While Israel’s right-wing Economy Minister was telling American audiences that the occupation doesn’t exist, a Palestinian coordinator for the district of Bethlehem was preparing to utter statements of a much different sort.
On November 19th, the coordinator, Raed Samarra, joined three others–two Palestinians from the village of Wadi Foquin and one Israeli–at a briefing in Washington, D.C. to talk about the village near Bethlehem that is beset by settlement expansion and the separation barrier. The talk was held in cooperation with Congresswoman Barbara Lee’s office, and was sponsored by the Arab-American Institute, Americans for Peace Now, Churches for Middle East Peace and the United Methodist Church’s General Board of Church and Society.
In addition to Samarra, the talk featured Fahmi Manasra, director of outreach for for the Wadi Foquin Community Development Project; Ahmad Sukor, President of the Village Council; and Dudy Tzfati, a resident of the neighboring Israeli town just over the Green Line. Congressional staffers and others attended to hear testimony largely missing from the American discourse on the conflict.
The peace process between Israel and the Palestinian Authority has not produced results, Samarra somberly noted in an interview a few days after he testified. “20 years of waiting with no results on the ground. On the contrary, things are getting worse,” he said in a phone call from Washington, D.C. “Life is not normal.”
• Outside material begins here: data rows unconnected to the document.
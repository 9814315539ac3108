//! The bridge context: one per process, created at startup and shut down on
//! exit. Owns the session manager and the recovery chain and dispatches tool
//! calls through the mapping layer.

use std::sync::Arc;

use serde_json::Value;
use tokio::sync::mpsc;
use tracing::{debug, instrument};

use crate::adapter::{AdapterConnector, DebugAdapter, WireConnector};
use crate::config::{BridgeConfig, SessionConfig};
use crate::mapping::{CommandMapper, ResponseMapper};
use crate::protocol::Response;
use crate::recovery::{ErrorContext, ErrorRecovery, RecoveryOutcome};
use crate::session::{Session, SessionManager};
use crate::types::responses::Thread;
use crate::types::{AdapterBody, Notification, ToolCall, ToolCallRequest, ToolCallResult, ToolName, ToolOutput};
use crate::{BridgeError, Result};

pub struct Bridge {
    sessions: Arc<SessionManager>,
    recovery: ErrorRecovery,
}

impl Bridge {
    /// Bridge that reaches adapters over spawned processes or TCP.
    pub fn new(config: BridgeConfig) -> (Self, mpsc::UnboundedReceiver<Notification>) {
        let connector = Arc::new(WireConnector::new(config.connect_timeout));
        Self::with_connector(config, connector)
    }

    pub fn with_connector(
        config: BridgeConfig,
        connector: Arc<dyn AdapterConnector>,
    ) -> (Self, mpsc::UnboundedReceiver<Notification>) {
        let recovery_config = config.recovery.clone();
        let (sessions, notifications) = SessionManager::new(config, connector);
        let recovery = ErrorRecovery::new(&recovery_config, sessions.clone());
        (Self { sessions, recovery }, notifications)
    }

    pub fn sessions(&self) -> &Arc<SessionManager> {
        &self.sessions
    }

    pub fn recovery(&self) -> &ErrorRecovery {
        &self.recovery
    }

    pub async fn create_session(&self, config: SessionConfig) -> Result<Arc<Session>> {
        self.sessions.create_session(config).await
    }

    pub async fn destroy_session(&self, session_id: &str) -> bool {
        self.sessions.destroy_session(session_id).await
    }

    /// Run one tool call, retrying or substituting a result when the recovery
    /// chain says so. Adapter failures come back as error-flagged results.
    #[instrument(skip(self, request), fields(id = %request.id, method = %request.method))]
    pub async fn call_tool(&self, request: ToolCallRequest) -> Result<ToolCallResult> {
        let tool_name = ToolName::parse(&request.method)
            .map(|t| t.as_str().to_string())
            .unwrap_or_else(|| request.method.clone());
        let mut arguments = match request.arguments {
            Value::Null => Value::Object(Default::default()),
            other => other,
        };
        let mut retry_count = 0;

        loop {
            let error = match self.attempt(&request.method, &arguments).await {
                Ok(output) => return Ok(finish(request.id, output)),
                Err(e) => e,
            };

            let session_id = CommandMapper::session_id(&arguments).ok();
            let context = ErrorContext::new(request.id.clone(), tool_name.clone(), arguments.clone())
                .with_session(session_id)
                .with_retry_count(retry_count);

            match self.recovery.handle(error, &context).await {
                RecoveryOutcome::Retry {
                    delay,
                    arguments: corrected,
                } => {
                    if !delay.is_zero() {
                        tokio::time::sleep(delay).await;
                    }
                    if let Some(corrected) = corrected {
                        arguments = corrected;
                    }
                    retry_count += 1;
                    debug!(retry_count, "Retrying tool call");
                }
                RecoveryOutcome::Fallback(output) => return Ok(finish(request.id, output)),
                RecoveryOutcome::Surface(BridgeError::Adapter { message, .. }) => {
                    return Ok(finish(request.id, ResponseMapper::failure(message)));
                }
                RecoveryOutcome::Surface(e) => return Err(e),
            }
        }
    }

    async fn attempt(&self, method: &str, arguments: &Value) -> Result<ToolOutput> {
        let tool = ToolName::parse(method)
            .ok_or_else(|| BridgeError::Unsupported(format!("unknown tool '{method}'")))?;
        let session_id = CommandMapper::session_id(arguments)?;
        let call = CommandMapper::map(tool, arguments)?;
        let session = self.sessions.get_session(&session_id).await?;

        if matches!(call, ToolCall::Terminate { .. }) && !session.supports("supportsTerminateRequest").await {
            return Err(BridgeError::Unsupported(format!(
                "the adapter for session '{session_id}' does not support 'terminate'"
            )));
        }

        let response = session.request(call.command(), call.arguments()).await?;
        record_outcome(&session, &call, &response).await;
        Ok(ResponseMapper::map(&response))
    }

    /// Raw request primitive for collaborators that compose their own exchanges.
    pub async fn adapter_request(
        &self,
        session_id: &str,
        command: &str,
        arguments: Option<Value>,
    ) -> Result<Response> {
        self.sessions
            .get_session(session_id)
            .await?
            .request(command, arguments)
            .await
    }

    /// The live adapter behind a session.
    pub async fn adapter(&self, session_id: &str) -> Result<Arc<dyn DebugAdapter>> {
        self.sessions
            .get_session(session_id)
            .await?
            .adapter()
            .await
            .ok_or_else(|| BridgeError::Disconnected(format!("session '{session_id}' has no adapter")))
    }

    pub async fn shutdown(&self) {
        self.sessions.shutdown().await;
    }
}

fn finish(id: String, result: ToolOutput) -> ToolCallResult {
    ToolCallResult { id, result }
}

async fn record_outcome(session: &Session, call: &ToolCall, response: &Response) {
    match call {
        ToolCall::Continue { .. } | ToolCall::Step { .. } => session.mark_resumed().await,
        ToolCall::GetThreads => {
            if let AdapterBody::Threads(threads) = AdapterBody::parse("threads", response.body.as_ref()) {
                let threads: Vec<(i64, String)> = threads
                    .into_iter()
                    .map(|Thread { id, name }| (id, name))
                    .collect();
                session.record_threads(&threads).await;
            }
        }
        ToolCall::SetBreakpoints { source_path, .. } => {
            if let AdapterBody::SetBreakpoints { raw, .. } =
                AdapterBody::parse("setBreakpoints", response.body.as_ref())
            {
                session.record_breakpoints(source_path, raw).await;
            }
        }
        _ => {}
    }
}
The November 19th briefing (you can listen to it here) was a tour de force on how exactly negotiations have failed. The speakers detailed how the settlement of Beitar Illit was gobbling up Wadi Foquin’s land; how the separation barrier was affecting their lives; and how sewage from the settlement was killing their agricultural fields. All of this has continued to happen as peace talks grind on between Israel and the Palestinian Authority.
The village’s plight has been taken up by United Methodists in California, who have formed the Friends of Wadi Foquin. Through their efforts, Wadi Foquin has come to the attention of at least some legislators.
Mondoweiss obtained a letter about the village that was sent to a constituent from Congressman Joe Courtney, who represents a district in Connecticut. The Congressman acknowledged that the “Israeli government has issued land confiscation orders” to expand the settlement and that the village’s situation has been brought to the attention of the State Department, who “issued a statement acknowledging the importance of ensuring access to clean water for the villagers of Wadi Foquin.”
That news would be music to Manasra’s ears, who told the audience at the briefing that “we are trying to bring the reality to you to be aware of this situation..If we lose this land, ladies and gentlemen, we lose our existence.” To untrained ears, Manasra’s dire predictions would sound hyperbolic. But Wadi Foquin has been losing its land and livelihood for decades. In fact, Wadi Foquin, which sits right over the Green Line separating Israel from the Palestinian territories, already lost the vast majority of its land at the end of the 1948 war. The village was blown up by the Israeli army in 1954. In 1973, in a rare feat, the villagers were allowed to go back to Wadi Foquin. 1,200 people live there today.
Today, Wadi Foquin’s troubles stem from the settlement of Beitar Illit. Founded in the early 1980s, it has one of the fastest population growth rates, and about 35,000 settlers live there on land confiscated from Wadi Foquin.
Many villagers of Wadi Foquin rely on farming to make a living–or at least they used to. The settlement has put a large dent in that lifestyle, causing high unemployment and forcing residents to work by constructing the very same settlement gobbling up their land. Sewage from Beitar Illit has damaged fertile soil and water supplies. At the Capitol Hill briefing, Manasra said that this was killing their land and economy. Dudy Tzfati, an Israeli from Tsur Haddassa–an Israeli town where residents have supported Wadi Foquin in its struggle to hold on to their land–noted that rubble from the construction of settlements was also damaging the land. “The village is under existential threat,” said Tzfati.
The separation barrier that has de facto annexed Beitar Illit makes access to Bethlehem onerous. When it was first being built, the route of the separation barrier would have encircled the village and damaged the flow of spring water in the village. But villagers from Wadi Foquin, with help from residents of Tsur Hadassa, stopped the plan–for now. Still, the Israeli army could always decide to build that section of the separation wall, and meanwhile Beitar Illit continues to chew up Wadi Foquin’s land. For all these reasons, the speakers said the U.S. should step in and take action.
“The U.S. has always told the world that the building of settlements on Palestinian land forms a real obstacle to making peace between Israelis and Palestinians,” said Samarra at the briefing. “It feels strange that the U.S. vetoes anything that asks Israel to respect international law, human rights or realizing Palestinian freedom.”